A hotel popular with Chinese tour operators and travel agents, the Wyndham Garden Newark Airport, is likely to lose $250,000 to $300,000 worth of business in the next 90 days, said the general manager, Dwayne Cronce. He said he was already facing a loss of well over $100,000 from cancellations and no-shows.
“It hurt us immensely in the last three weeks, and it’s probably foreseen to be that way for the next couple of months,” he said. “Like everything else, it will work itself out, but the initial impact? Very difficult.”
Sean F Hennessey, an assistant professor at New York University who follows the travel industry, said the economic effect was likely to be greater than during the SARS outbreak in 2002 because China accounted for less than 2% of the city’s foreign visitors then.
In 2018, according to figures from NYC & Co, the city’s convention and visitors bureau, just under 8% of the foreign travellers who visited New York came from China.
“New York will feel it,” Hennessey said, referring to the effect of the coronavirus, “because not only have Chinese travellers become an increasingly large portion of the visitor base, but they are one of the most profitable portions of the visitor base, not just for hotels but for the city as a whole. They stay longer, and they tend to spend more money.”

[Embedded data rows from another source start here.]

pub mod predict;
pub mod sentiment;

use actix_web::{HttpResponse, Result as ActixResult};

use crate::models::analytics::requests::{
    BatchPredictRequest, BatchSentimentRequest, PredictRequest, SentimentRequest,
};

/// 纯计算服务：预测模型与情感分析器都是进程内单例，不访问存储
pub struct AnalyticsService;

impl AnalyticsService {
    pub fn new_lazy() -> Self {
        Self
    }

    // 单个学生成绩预测
    pub async fn predict(&self, predict_request: PredictRequest) -> ActixResult<HttpResponse> {
        predict::predict(predict_request).await
    }

    // 批量成绩预测
    pub async fn predict_batch(
        &self,
        batch_request: BatchPredictRequest,
    ) -> ActixResult<HttpResponse> {
        predict::predict_batch(batch_request).await
    }

    // 文本情感分析
    pub async fn sentiment(&self, sentiment_request: SentimentRequest) -> ActixResult<HttpResponse> {
        sentiment::analyze(sentiment_request).await
    }

    // 批量文本情感分析
    pub async fn sentiment_batch(
        &self,
        batch_request: BatchSentimentRequest,
    ) -> ActixResult<HttpResponse> {
        sentiment::analyze_batch(batch_request).await
    }
}
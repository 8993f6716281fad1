/// 转义 LIKE 模式中的通配符，避免用户输入影响模糊查询
pub fn escape_like_pattern(input: &str) -> String {
    input
        .replace('\\', "\\\\")
        .replace('%', "\\%")
        .replace('_', "\\_")
}

#[cfg(test)]
mod tests {
    use super::*;

    #[test]
    fn test_escape_like_pattern() {
        assert_eq!(escape_like_pattern("abc"), "abc");
        assert_eq!(escape_like_pattern("a%b"), "a\\%b");
        assert_eq!(escape_like_pattern("a_b"), "a\\_b");
        assert_eq!(escape_like_pattern("a\\b"), "a\\\\b");
    }
}
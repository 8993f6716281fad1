use actix_web::{HttpRequest, HttpResponse, Result as ActixResult};

use super::UserService;
use crate::models::{
    ApiResponse, ErrorCode,
    users::{requests::UpdateUserRequest, responses::UserResponse},
};
use crate::utils::validate::{validate_email, validate_password_simple};

pub async fn update_user(
    service: &UserService,
    user_id: i64,
    update_data: UpdateUserRequest,
    request: &HttpRequest,
) -> ActixResult<HttpResponse> {
    if let Some(ref email) = update_data.email
        && let Err(msg) = validate_email(email)
    {
        return Ok(HttpResponse::BadRequest()
            .json(ApiResponse::error_empty(ErrorCode::UserEmailInvalid, msg)));
    }

    // 新密码同样要过强度检查（哈希在存储层完成）
    if let Some(ref password) = update_data.password
        && let Err(msg) = validate_password_simple(password)
    {
        return Ok(HttpResponse::BadRequest()
            .json(ApiResponse::error_empty(ErrorCode::PasswordInvalid, msg)));
    }

    let storage = service.get_storage(request);

    match storage.update_user(user_id, update_data).await {
        Ok(Some(user)) => Ok(HttpResponse::Ok().json(ApiResponse::success(
            UserResponse { user },
            "User information updated successfully",
        ))),
        Ok(None) => Ok(HttpResponse::NotFound().json(ApiResponse::error_empty(
            ErrorCode::UserNotFound,
            "User not found",
        ))),
        Err(e) => Ok(
            HttpResponse::InternalServerError().json(ApiResponse::error_empty(
                ErrorCode::InternalServerError,
                format!("Failed to update user information: {e}"),
            )),
        ),
    }
}
//! 课程存储操作

use std::collections::{HashMap, HashSet};

use super::SeaOrmStorage;
use crate::entity::courses::{ActiveModel, Column, Entity as Courses};
use crate::entity::departments::Entity as Departments;
use crate::entity::feedbacks::{Column as FeedbackColumn, Entity as Feedbacks};
use crate::entity::lecturer_courses::{
    ActiveModel as LecturerCourseActiveModel, Column as LecturerCourseColumn,
    Entity as LecturerCourses,
};
use crate::entity::results::{Column as ResultColumn, Entity as Results};
use crate::entity::users::Entity as Users;
use crate::errors::{IntellGradeError, Result};
use crate::models::PaginationInfo;
use crate::models::courses::{
    entities::{Course, CourseWithDepartment},
    requests::{CourseListQuery, CreateCourseRequest, UpdateCourseRequest},
    responses::{CourseListResponse, FeedbackCourse, LecturerCourse},
};
use crate::utils::escape_like_pattern;
use sea_orm::{
    ActiveModelTrait, ColumnTrait, Condition, EntityTrait, PaginatorTrait, QueryFilter,
    QueryOrder, QuerySelect, Set,
};

impl SeaOrmStorage {
    /// 创建课程
    pub async fn create_course_impl(&self, req: CreateCourseRequest) -> Result<Course> {
        let now = chrono::Utc::now().timestamp();

        let model = ActiveModel {
            code: Set(req.code),
            title: Set(req.title),
            unit: Set(req.unit),
            department_id: Set(req.department_id),
            description: Set(req.description),
            created_at: Set(now),
            updated_at: Set(now),
            ..Default::default()
        };

        let result = model
            .insert(&self.db)
            .await
            .map_err(|e| IntellGradeError::database_operation(format!("创建课程失败: {e}")))?;

        Ok(result.into_course())
    }

    /// 通过 ID 获取课程
    pub async fn get_course_by_id_impl(&self, id: i64) -> Result<Option<Course>> {
        let result = Courses::find_by_id(id)
            .one(&self.db)
            .await
            .map_err(|e| IntellGradeError::database_operation(format!("查询课程失败: {e}")))?;

        Ok(result.map(|m| m.into_course()))
    }

    /// 通过课程代码获取课程
    pub async fn get_course_by_code_impl(&self, code: &str) -> Result<Option<Course>> {
        let result = Courses::find()
            .filter(Column::Code.eq(code))
            .one(&self.db)
            .await
            .map_err(|e| IntellGradeError::database_operation(format!("查询课程失败: {e}")))?;

        Ok(result.map(|m| m.into_course()))
    }

    /// 分页列出课程（带院系名称）
    pub async fn list_courses_with_pagination_impl(
        &self,
        query: CourseListQuery,
    ) -> Result<CourseListResponse> {
        let page = query.page.unwrap_or(1).max(1) as u64;
        let size = query.size.unwrap_or(10).clamp(1, 100) as u64;

        let mut select = Courses::find();

        // 搜索条件
        if let Some(ref search) = query.search
            && !search.trim().is_empty()
        {
            let escaped = escape_like_pattern(search.trim());
            select = select.filter(
                Condition::any()
                    .add(Column::Code.contains(&escaped))
                    .add(Column::Title.contains(&escaped)),
            );
        }

        // 院系筛选
        if let Some(department_id) = query.department_id {
            select = select.filter(Column::DepartmentId.eq(department_id));
        }

        select = select.order_by_asc(Column::Code);

        let paginator = select.paginate(&self.db, size);
        let total = paginator
            .num_items()
            .await
            .map_err(|e| IntellGradeError::database_operation(format!("查询课程总数失败: {e}")))?;

        let pages = paginator
            .num_pages()
            .await
            .map_err(|e| IntellGradeError::database_operation(format!("查询课程页数失败: {e}")))?;

        let courses = paginator
            .fetch_page(page - 1)
            .await
            .map_err(|e| IntellGradeError::database_operation(format!("查询课程列表失败: {e}")))?;

        // 批量查询院系名称
        let department_ids: Vec<i64> = courses
            .iter()
            .map(|c| c.department_id)
            .collect::<HashSet<_>>()
            .into_iter()
            .collect();

        let department_names: HashMap<i64, String> = if department_ids.is_empty() {
            HashMap::new()
        } else {
            Departments::find()
                .filter(crate::entity::departments::Column::Id.is_in(department_ids))
                .all(&self.db)
                .await
                .map_err(|e| {
                    IntellGradeError::database_operation(format!("查询院系名称失败: {e}"))
                })?
                .into_iter()
                .map(|d| (d.id, d.name))
                .collect()
        };

        let items = courses
            .into_iter()
            .map(|m| {
                let department_name = department_names
                    .get(&m.department_id)
                    .cloned()
                    .unwrap_or_default();
                CourseWithDepartment {
                    course: m.into_course(),
                    department_name,
                }
            })
            .collect();

        Ok(CourseListResponse {
            items,
            pagination: PaginationInfo {
                page: page as i64,
                page_size: size as i64,
                total: total as i64,
                total_pages: pages as i64,
            },
        })
    }

    /// 更新课程
    pub async fn update_course_impl(
        &self,
        id: i64,
        update: UpdateCourseRequest,
    ) -> Result<Option<Course>> {
        let existing = self.get_course_by_id_impl(id).await?;
        if existing.is_none() {
            return Ok(None);
        }

        let now = chrono::Utc::now().timestamp();

        let mut model = ActiveModel {
            id: Set(id),
            updated_at: Set(now),
            ..Default::default()
        };

        if let Some(code) = update.code {
            model.code = Set(code);
        }

        if let Some(title) = update.title {
            model.title = Set(title);
        }

        if let Some(unit) = update.unit {
            model.unit = Set(unit);
        }

        if let Some(department_id) = update.department_id {
            model.department_id = Set(department_id);
        }

        if let Some(description) = update.description {
            model.description = Set(Some(description));
        }

        model
            .update(&self.db)
            .await
            .map_err(|e| IntellGradeError::database_operation(format!("更新课程失败: {e}")))?;

        self.get_course_by_id_impl(id).await
    }

    /// 删除课程
    pub async fn delete_course_impl(&self, id: i64) -> Result<bool> {
        let result = Courses::delete_by_id(id)
            .exec(&self.db)
            .await
            .map_err(|e| IntellGradeError::database_operation(format!("删除课程失败: {e}")))?;

        Ok(result.rows_affected > 0)
    }

    /// 统计课程数量
    pub async fn count_courses_impl(&self) -> Result<i64> {
        let count = Courses::find()
            .count(&self.db)
            .await
            .map_err(|e| IntellGradeError::database_operation(format!("统计课程数量失败: {e}")))?;

        Ok(count as i64)
    }

    /// 指派讲师授课
    pub async fn assign_lecturer_impl(&self, course_id: i64, lecturer_id: i64) -> Result<()> {
        let model = LecturerCourseActiveModel {
            lecturer_id: Set(lecturer_id),
            course_id: Set(course_id),
            ..Default::default()
        };

        model
            .insert(&self.db)
            .await
            .map_err(|e| IntellGradeError::database_operation(format!("指派讲师失败: {e}")))?;

        Ok(())
    }

    /// 检查讲师是否已被指派到课程
    pub async fn is_lecturer_assigned_impl(
        &self,
        course_id: i64,
        lecturer_id: i64,
    ) -> Result<bool> {
        let count = LecturerCourses::find()
            .filter(LecturerCourseColumn::CourseId.eq(course_id))
            .filter(LecturerCourseColumn::LecturerId.eq(lecturer_id))
            .count(&self.db)
            .await
            .map_err(|e| IntellGradeError::database_operation(format!("查询授课关系失败: {e}")))?;

        Ok(count > 0)
    }

    /// 列出可供反馈的课程（课程 + 授课讲师）
    pub async fn list_feedback_courses_impl(&self) -> Result<Vec<FeedbackCourse>> {
        let assignments = LecturerCourses::find()
            .all(&self.db)
            .await
            .map_err(|e| IntellGradeError::database_operation(format!("查询授课关系失败: {e}")))?;

        if assignments.is_empty() {
            return Ok(Vec::new());
        }

        let course_ids: Vec<i64> = assignments
            .iter()
            .map(|a| a.course_id)
            .collect::<HashSet<_>>()
            .into_iter()
            .collect();
        let lecturer_ids: Vec<i64> = assignments
            .iter()
            .map(|a| a.lecturer_id)
            .collect::<HashSet<_>>()
            .into_iter()
            .collect();

        let courses: HashMap<i64, crate::entity::courses::Model> = Courses::find()
            .filter(Column::Id.is_in(course_ids))
            .all(&self.db)
            .await
            .map_err(|e| IntellGradeError::database_operation(format!("查询课程失败: {e}")))?
            .into_iter()
            .map(|c| (c.id, c))
            .collect();

        let lecturers: HashMap<i64, crate::entity::users::Model> = Users::find()
            .filter(crate::entity::users::Column::Id.is_in(lecturer_ids))
            .all(&self.db)
            .await
            .map_err(|e| IntellGradeError::database_operation(format!("查询讲师失败: {e}")))?
            .into_iter()
            .map(|u| (u.id, u))
            .collect();

        let mut items: Vec<FeedbackCourse> = assignments
            .into_iter()
            .filter_map(|a| {
                let course = courses.get(&a.course_id)?;
                let lecturer = lecturers.get(&a.lecturer_id)?;
                Some(FeedbackCourse {
                    id: course.id,
                    code: course.code.clone(),
                    title: course.title.clone(),
                    lecturer_id: lecturer.id,
                    lecturer_name: lecturer
                        .display_name
                        .clone()
                        .unwrap_or_else(|| lecturer.username.clone()),
                })
            })
            .collect();

        items.sort_by(|a, b| a.code.cmp(&b.code).then(a.lecturer_name.cmp(&b.lecturer_name)));

        Ok(items)
    }

    /// 讲师自己的课程（含选课人数与平均评分）
    pub async fn list_lecturer_courses_impl(&self, lecturer_id: i64) -> Result<Vec<LecturerCourse>> {
        let assignments = LecturerCourses::find()
            .filter(LecturerCourseColumn::LecturerId.eq(lecturer_id))
            .all(&self.db)
            .await
            .map_err(|e| IntellGradeError::database_operation(format!("查询授课关系失败: {e}")))?;

        if assignments.is_empty() {
            return Ok(Vec::new());
        }

        let course_ids: Vec<i64> = assignments.iter().map(|a| a.course_id).collect();

        let courses = Courses::find()
            .filter(Column::Id.is_in(course_ids.clone()))
            .order_by_asc(Column::Code)
            .all(&self.db)
            .await
            .map_err(|e| IntellGradeError::database_operation(format!("查询课程失败: {e}")))?;

        let department_ids: Vec<i64> = courses
            .iter()
            .map(|c| c.department_id)
            .collect::<HashSet<_>>()
            .into_iter()
            .collect();

        let department_names: HashMap<i64, String> = Departments::find()
            .filter(crate::entity::departments::Column::Id.is_in(department_ids))
            .all(&self.db)
            .await
            .map_err(|e| IntellGradeError::database_operation(format!("查询院系名称失败: {e}")))?
            .into_iter()
            .map(|d| (d.id, d.name))
            .collect();

        // 每门课程的选课学生（去重）
        let enrollments: Vec<(i64, i64)> = Results::find()
            .select_only()
            .column(ResultColumn::CourseId)
            .column(ResultColumn::StudentId)
            .filter(ResultColumn::CourseId.is_in(course_ids.clone()))
            .into_tuple()
            .all(&self.db)
            .await
            .map_err(|e| IntellGradeError::database_operation(format!("查询选课记录失败: {e}")))?;

        let mut students_per_course: HashMap<i64, HashSet<i64>> = HashMap::new();
        for (course_id, student_id) in enrollments {
            students_per_course
                .entry(course_id)
                .or_default()
                .insert(student_id);
        }

        // 每门课程对该讲师的评分
        let ratings: Vec<(i64, i32)> = Feedbacks::find()
            .select_only()
            .column(FeedbackColumn::CourseId)
            .column(FeedbackColumn::Rating)
            .filter(FeedbackColumn::CourseId.is_in(course_ids))
            .filter(FeedbackColumn::LecturerId.eq(lecturer_id))
            .into_tuple()
            .all(&self.db)
            .await
            .map_err(|e| IntellGradeError::database_operation(format!("查询课程评分失败: {e}")))?;

        let mut rating_sums: HashMap<i64, (i64, i64)> = HashMap::new();
        for (course_id, rating) in ratings {
            let entry = rating_sums.entry(course_id).or_insert((0, 0));
            entry.0 += rating as i64;
            entry.1 += 1;
        }

        Ok(courses
            .into_iter()
            .map(|c| {
                let student_count = students_per_course
                    .get(&c.id)
                    .map(|s| s.len() as i64)
                    .unwrap_or(0);
                let average_rating = rating_sums
                    .get(&c.id)
                    .map(|(sum, count)| (*sum as f64 / *count as f64 * 100.0).round() / 100.0);
                LecturerCourse {
                    id: c.id,
                    code: c.code,
                    title: c.title,
                    unit: c.unit,
                    department_name: department_names
                        .get(&c.department_id)
                        .cloned()
                        .unwrap_or_default(),
                    student_count,
                    average_rating,
                }
            })
            .collect())
    }
}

The number of Chinese visiting New York has surged since 2008, when officials from the United States and China cleared the way for vacationers to visit.
Still, the 1.08 million Chinese who travelled to New York in 2018 represented only 1.6% of the city’s 65 million tourists that year, the most recent for which NYC & Co. has figures. The vast majority of travellers to New York, some 51.5 million, were Americans from beyond the New York region.
“We’re in a wait-and-see mode,” said Christopher Heywood, a spokesman for NYC & Co. “Obviously there is concern.”
For now, restaurants and stores in Chinatown in Manhattan are seeing a free fall in customers and foot traffic.
“For me going shopping, to see the community on the streets of Chinatown, I could tell,” said Joanna C Lee, who with her husband, Ken Smith, publishes the Pocket Chinese Almanac. “What I would call the number of tourists, the non-Chinese people running around, they’re much less. Whether we’re talking about the usual injection of tourism money for the new year, I don’t know.”
Steve Ip, manager of Yin Ji Chang Fen, a restaurant on Bayard Street in Manhattan, said business was off 50%. He said that after the Lunar New Year, he expected crowds of students who had been visiting their families in the New York area. But this year, many apparently did not come home.
Down the block, another restaurant, Tonii’s Fresh Rice Noodles, was empty at lunch time.
Rui Zhou, a salesman at EWA Trading Co on Mulberry Street, which specialises in Chinese herbs and tea, said the days after the Lunar New Year were “normally a strong time for business.”
But since the outbreak of coronavirus, business had tumbled 50%, he said.
Andy Wang, a manager at the Taiwan Pork Chop House on Doyers Street in Manhattan, said the crowds had become sparse. Business is down at lunchtime, when Wall Street types usually fill the tables, and also because tourism has fallen off. He said he was stocking his kitchen with fewer ingredients from the neighbourhood markets.